%%

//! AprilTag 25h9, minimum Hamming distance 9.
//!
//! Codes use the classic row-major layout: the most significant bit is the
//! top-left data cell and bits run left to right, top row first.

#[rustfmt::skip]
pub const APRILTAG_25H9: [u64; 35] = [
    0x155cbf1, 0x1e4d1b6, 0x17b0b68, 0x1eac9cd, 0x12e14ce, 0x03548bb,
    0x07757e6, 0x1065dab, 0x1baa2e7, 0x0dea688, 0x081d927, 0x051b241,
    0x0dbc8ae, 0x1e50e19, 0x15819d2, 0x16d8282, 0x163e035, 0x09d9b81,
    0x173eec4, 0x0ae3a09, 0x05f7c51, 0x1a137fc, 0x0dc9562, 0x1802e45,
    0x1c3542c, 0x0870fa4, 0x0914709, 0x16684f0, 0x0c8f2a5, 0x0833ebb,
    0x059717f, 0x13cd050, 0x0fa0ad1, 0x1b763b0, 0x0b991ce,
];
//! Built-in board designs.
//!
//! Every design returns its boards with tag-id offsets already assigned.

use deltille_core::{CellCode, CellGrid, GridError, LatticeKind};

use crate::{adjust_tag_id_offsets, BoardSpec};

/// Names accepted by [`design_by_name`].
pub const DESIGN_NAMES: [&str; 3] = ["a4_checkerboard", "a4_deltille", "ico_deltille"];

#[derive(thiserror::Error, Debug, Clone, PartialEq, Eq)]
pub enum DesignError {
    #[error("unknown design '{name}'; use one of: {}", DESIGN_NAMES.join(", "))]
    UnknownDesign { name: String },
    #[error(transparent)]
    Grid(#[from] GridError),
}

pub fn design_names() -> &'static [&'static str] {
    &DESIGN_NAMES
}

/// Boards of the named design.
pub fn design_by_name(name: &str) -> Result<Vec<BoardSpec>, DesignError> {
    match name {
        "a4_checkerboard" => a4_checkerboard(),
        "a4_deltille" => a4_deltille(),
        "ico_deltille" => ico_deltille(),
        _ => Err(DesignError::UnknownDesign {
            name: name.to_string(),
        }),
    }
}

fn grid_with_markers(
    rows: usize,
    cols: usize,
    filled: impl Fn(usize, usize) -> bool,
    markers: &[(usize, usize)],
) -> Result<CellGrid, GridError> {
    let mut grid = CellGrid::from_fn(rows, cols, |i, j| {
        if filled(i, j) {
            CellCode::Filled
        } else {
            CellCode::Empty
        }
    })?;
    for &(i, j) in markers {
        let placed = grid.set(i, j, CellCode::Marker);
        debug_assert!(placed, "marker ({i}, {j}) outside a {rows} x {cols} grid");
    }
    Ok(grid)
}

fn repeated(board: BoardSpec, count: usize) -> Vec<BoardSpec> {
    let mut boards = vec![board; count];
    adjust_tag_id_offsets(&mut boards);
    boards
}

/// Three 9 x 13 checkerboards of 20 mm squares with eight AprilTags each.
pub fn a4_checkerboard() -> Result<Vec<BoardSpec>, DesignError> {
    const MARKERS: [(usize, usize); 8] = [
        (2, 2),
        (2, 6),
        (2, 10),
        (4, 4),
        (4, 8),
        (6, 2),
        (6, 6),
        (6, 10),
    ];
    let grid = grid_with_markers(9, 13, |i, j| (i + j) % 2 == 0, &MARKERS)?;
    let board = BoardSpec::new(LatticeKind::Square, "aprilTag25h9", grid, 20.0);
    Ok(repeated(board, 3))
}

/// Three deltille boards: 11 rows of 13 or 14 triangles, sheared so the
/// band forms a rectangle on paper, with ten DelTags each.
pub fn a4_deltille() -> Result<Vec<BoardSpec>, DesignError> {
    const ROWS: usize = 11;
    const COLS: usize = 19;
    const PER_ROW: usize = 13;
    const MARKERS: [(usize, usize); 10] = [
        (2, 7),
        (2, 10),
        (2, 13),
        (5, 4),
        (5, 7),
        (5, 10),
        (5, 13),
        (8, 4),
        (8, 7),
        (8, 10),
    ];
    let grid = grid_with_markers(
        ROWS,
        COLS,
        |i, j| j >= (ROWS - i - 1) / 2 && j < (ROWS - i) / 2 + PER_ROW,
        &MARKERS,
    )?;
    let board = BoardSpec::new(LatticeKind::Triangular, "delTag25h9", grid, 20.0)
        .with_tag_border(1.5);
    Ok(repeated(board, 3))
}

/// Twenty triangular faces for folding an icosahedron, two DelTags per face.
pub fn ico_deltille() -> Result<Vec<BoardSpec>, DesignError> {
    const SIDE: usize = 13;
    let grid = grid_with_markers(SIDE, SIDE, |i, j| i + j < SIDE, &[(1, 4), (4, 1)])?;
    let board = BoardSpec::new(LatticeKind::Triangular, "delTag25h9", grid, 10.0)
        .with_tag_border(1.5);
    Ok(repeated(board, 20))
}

%%

**Work task:**
Every record must appear in the answer exactly as it appears above.

**Solution to the exercise:**
//! AprilTag 25h9, minimum Hamming distance 9.
//!
//! Codes use the classic row-major layout: the most significant bit is the
//! top-left data cell and bits run left to right, top row first.

#[rustfmt::skip]
pub const APRILTAG_25H9: [u64; 35] = [
    0x155cbf1, 0x1e4d1b6, 0x17b0b68, 0x1eac9cd, 0x12e14ce, 0x03548bb,
    0x07757e6, 0x1065dab, 0x1baa2e7, 0x0dea688, 0x081d927, 0x051b241,
    0x0dbc8ae, 0x1e50e19, 0x15819d2, 0x16d8282, 0x163e035, 0x09d9b81,
    0x173eec4, 0x0ae3a09, 0x05f7c51, 0x1a137fc, 0x0dc9562, 0x1802e45,
    0x1c3542c, 0x0870fa4, 0x0914709, 0x16684f0, 0x0c8f2a5, 0x0833ebb,
    0x059717f, 0x13cd050, 0x0fa0ad1, 0x1b763b0, 0x0b991ce,
];
//! Built-in board designs.
//!
//! Every design returns its boards with tag-id offsets already assigned.

use deltille_core::{CellCode, CellGrid, GridError, LatticeKind};

use crate::{adjust_tag_id_offsets, BoardSpec};

/// Names accepted by [`design_by_name`].
pub const DESIGN_NAMES: [&str; 3] = ["a4_checkerboard", "a4_deltille", "ico_deltille"];

#[derive(thiserror::Error, Debug, Clone, PartialEq, Eq)]
pub enum DesignError {
    #[error("unknown design '{name}'; use one of: {}", DESIGN_NAMES.join(", "))]
    UnknownDesign { name: String },
    #[error(transparent)]
    Grid(#[from] GridError),
}

pub fn design_names() -> &'static [&'static str] {
    &DESIGN_NAMES
}

/// Boards of the named design.
pub fn design_by_name(name: &str) -> Result<Vec<BoardSpec>, DesignError> {
    match name {
        "a4_checkerboard" => a4_checkerboard(),
        "a4_deltille" => a4_deltille(),
        "ico_deltille" => ico_deltille(),
        _ => Err(DesignError::UnknownDesign {
            name: name.to_string(),
        }),
    }
}

fn grid_with_markers(
    rows: usize,
    cols: usize,
    filled: impl Fn(usize, usize) -> bool,
    markers: &[(usize, usize)],
) -> Result<CellGrid, GridError> {
    let mut grid = CellGrid::from_fn(rows, cols, |i, j| {
        if filled(i, j) {
            CellCode::Filled
        } else {
            CellCode::Empty
        }
    })?;
    for &(i, j) in markers {
        let placed = grid.set(i, j, CellCode::Marker);
        debug_assert!(placed, "marker ({i}, {j}) outside a {rows} x {cols} grid");
    }
    Ok(grid)
}

fn repeated(board: BoardSpec, count: usize) -> Vec<BoardSpec> {
    let mut boards = vec![board; count];
    adjust_tag_id_offsets(&mut boards);
    boards
}

/// Three 9 x 13 checkerboards of 20 mm squares with eight AprilTags each.
pub fn a4_checkerboard() -> Result<Vec<BoardSpec>, DesignError> {
    const MARKERS: [(usize, usize); 8] = [
        (2, 2),
        (2, 6),
        (2, 10),
        (4, 4),
        (4, 8),
        (6, 2),
        (6, 6),
        (6, 10),
    ];
    let grid = grid_with_markers(9, 13, |i, j| (i + j) % 2 == 0, &MARKERS)?;
    let board = BoardSpec::new(LatticeKind::Square, "aprilTag25h9", grid, 20.0);
    Ok(repeated(board, 3))
}

/// Three deltille boards: 11 rows of 13 or 14 triangles, sheared so the
/// band forms a rectangle on paper, with ten DelTags each.
pub fn a4_deltille() -> Result<Vec<BoardSpec>, DesignError> {
    const ROWS: usize = 11;
    const COLS: usize = 19;
    const PER_ROW: usize = 13;
    const MARKERS: [(usize, usize); 10] = [
        (2, 7),
        (2, 10),
        (2, 13),
        (5, 4),
        (5, 7),
        (5, 10),
        (5, 13),
        (8, 4),
        (8, 7),
        (8, 10),
    ];
    let grid = grid_with_markers(
        ROWS,
        COLS,
        |i, j| j >= (ROWS - i - 1) / 2 && j < (ROWS - i) / 2 + PER_ROW,
        &MARKERS,
    )?;
    let board = BoardSpec::new(LatticeKind::Triangular, "delTag25h9", grid, 20.0)
        .with_tag_border(1.5);
    Ok(repeated(board, 3))
}

/// Twenty triangular faces for folding an icosahedron, two DelTags per face.
pub fn ico_deltille() -> Result<Vec<BoardSpec>, DesignError> {
    const SIDE: usize = 13;
    let grid = grid_with_markers(SIDE, SIDE, |i, j| i + j < SIDE, &[(1, 4), (4, 1)])?;
    let board = BoardSpec::new(LatticeKind::Triangular, "delTag25h9", grid, 10.0)
        .with_tag_border(1.5);
    Ok(repeated(board, 20))
}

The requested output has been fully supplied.